Assignment:
Write out exactly the first lines of the listing, ending on the line that contains "Some((_, after)) =>".

Working data:
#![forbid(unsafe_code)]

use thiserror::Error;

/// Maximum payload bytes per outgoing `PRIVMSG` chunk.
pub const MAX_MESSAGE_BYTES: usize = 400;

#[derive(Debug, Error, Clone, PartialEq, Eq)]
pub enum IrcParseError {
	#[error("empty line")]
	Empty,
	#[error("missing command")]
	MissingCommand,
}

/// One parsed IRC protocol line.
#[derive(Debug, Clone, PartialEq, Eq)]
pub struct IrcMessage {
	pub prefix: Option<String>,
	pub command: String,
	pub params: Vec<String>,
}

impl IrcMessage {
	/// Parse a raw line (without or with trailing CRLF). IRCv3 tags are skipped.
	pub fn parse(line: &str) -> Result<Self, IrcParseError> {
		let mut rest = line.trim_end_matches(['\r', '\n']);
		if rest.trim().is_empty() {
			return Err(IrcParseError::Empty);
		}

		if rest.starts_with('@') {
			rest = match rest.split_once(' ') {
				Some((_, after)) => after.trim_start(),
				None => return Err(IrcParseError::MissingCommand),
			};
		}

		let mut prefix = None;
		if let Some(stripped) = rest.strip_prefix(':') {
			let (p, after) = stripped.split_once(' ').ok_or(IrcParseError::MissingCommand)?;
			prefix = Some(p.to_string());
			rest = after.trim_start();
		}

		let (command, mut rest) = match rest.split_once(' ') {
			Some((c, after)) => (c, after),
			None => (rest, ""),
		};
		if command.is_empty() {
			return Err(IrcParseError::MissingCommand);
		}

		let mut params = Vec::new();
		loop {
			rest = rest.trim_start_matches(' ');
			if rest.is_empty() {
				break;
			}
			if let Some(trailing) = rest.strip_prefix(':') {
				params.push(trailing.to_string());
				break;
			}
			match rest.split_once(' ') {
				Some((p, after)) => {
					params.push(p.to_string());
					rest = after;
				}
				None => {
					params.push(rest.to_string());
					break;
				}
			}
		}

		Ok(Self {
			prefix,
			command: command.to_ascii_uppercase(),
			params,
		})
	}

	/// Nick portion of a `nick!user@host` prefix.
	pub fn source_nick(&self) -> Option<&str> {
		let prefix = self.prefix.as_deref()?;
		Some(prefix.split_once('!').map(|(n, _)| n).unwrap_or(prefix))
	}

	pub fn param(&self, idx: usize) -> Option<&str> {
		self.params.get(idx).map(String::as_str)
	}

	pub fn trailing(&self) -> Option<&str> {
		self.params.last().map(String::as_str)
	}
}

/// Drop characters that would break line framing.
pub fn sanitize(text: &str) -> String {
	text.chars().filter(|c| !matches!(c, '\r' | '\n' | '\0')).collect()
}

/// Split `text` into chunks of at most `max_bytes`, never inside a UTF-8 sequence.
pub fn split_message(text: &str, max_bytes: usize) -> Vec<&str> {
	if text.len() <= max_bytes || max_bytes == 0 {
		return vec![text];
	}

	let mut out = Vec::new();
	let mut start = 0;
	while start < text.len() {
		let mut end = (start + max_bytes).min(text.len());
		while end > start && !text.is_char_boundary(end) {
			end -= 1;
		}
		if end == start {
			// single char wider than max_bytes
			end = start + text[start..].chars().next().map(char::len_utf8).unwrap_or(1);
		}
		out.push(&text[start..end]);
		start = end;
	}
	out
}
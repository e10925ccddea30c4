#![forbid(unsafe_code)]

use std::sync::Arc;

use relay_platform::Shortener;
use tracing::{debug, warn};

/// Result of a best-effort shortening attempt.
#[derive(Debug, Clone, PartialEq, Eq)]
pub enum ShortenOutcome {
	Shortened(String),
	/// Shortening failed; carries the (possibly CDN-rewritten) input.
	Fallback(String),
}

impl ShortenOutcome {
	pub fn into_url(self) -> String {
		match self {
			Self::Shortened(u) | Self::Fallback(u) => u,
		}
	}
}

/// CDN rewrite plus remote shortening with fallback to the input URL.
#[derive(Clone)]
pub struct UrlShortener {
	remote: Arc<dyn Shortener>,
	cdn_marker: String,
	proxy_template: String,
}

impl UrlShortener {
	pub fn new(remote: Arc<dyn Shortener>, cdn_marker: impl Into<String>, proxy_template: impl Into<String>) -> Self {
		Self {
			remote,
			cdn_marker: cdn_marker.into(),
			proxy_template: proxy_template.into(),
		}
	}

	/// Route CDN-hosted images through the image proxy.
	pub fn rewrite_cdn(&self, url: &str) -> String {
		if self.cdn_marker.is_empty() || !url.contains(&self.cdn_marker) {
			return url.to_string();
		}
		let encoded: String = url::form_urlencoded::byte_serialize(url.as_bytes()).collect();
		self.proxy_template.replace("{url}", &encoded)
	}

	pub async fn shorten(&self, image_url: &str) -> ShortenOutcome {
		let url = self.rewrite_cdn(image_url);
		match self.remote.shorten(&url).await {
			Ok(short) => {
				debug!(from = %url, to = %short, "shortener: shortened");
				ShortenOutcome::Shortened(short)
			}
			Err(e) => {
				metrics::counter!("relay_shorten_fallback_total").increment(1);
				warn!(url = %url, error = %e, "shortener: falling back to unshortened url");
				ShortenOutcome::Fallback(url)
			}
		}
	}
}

Response to this exercise:
#![forbid(unsafe_code)]

use thiserror::Error;

/// Maximum payload bytes per outgoing `PRIVMSG` chunk.
pub const MAX_MESSAGE_BYTES: usize = 400;

#[derive(Debug, Error, Clone, PartialEq, Eq)]
pub enum IrcParseError {
	#[error("empty line")]
	Empty,
	#[error("missing command")]
	MissingCommand,
}

/// One parsed IRC protocol line.
#[derive(Debug, Clone, PartialEq, Eq)]
pub struct IrcMessage {
	pub prefix: Option<String>,
	pub command: String,
	pub params: Vec<String>,
}

impl IrcMessage {
	/// Parse a raw line (without or with trailing CRLF). IRCv3 tags are skipped.
	pub fn parse(line: &str) -> Result<Self, IrcParseError> {
		let mut rest = line.trim_end_matches(['\r', '\n']);
		if rest.trim().is_empty() {
			return Err(IrcParseError::Empty);
		}

		if rest.starts_with('@') {
			rest = match rest.split_once(' ') {
				Some((_, after)) => after.trim_start(),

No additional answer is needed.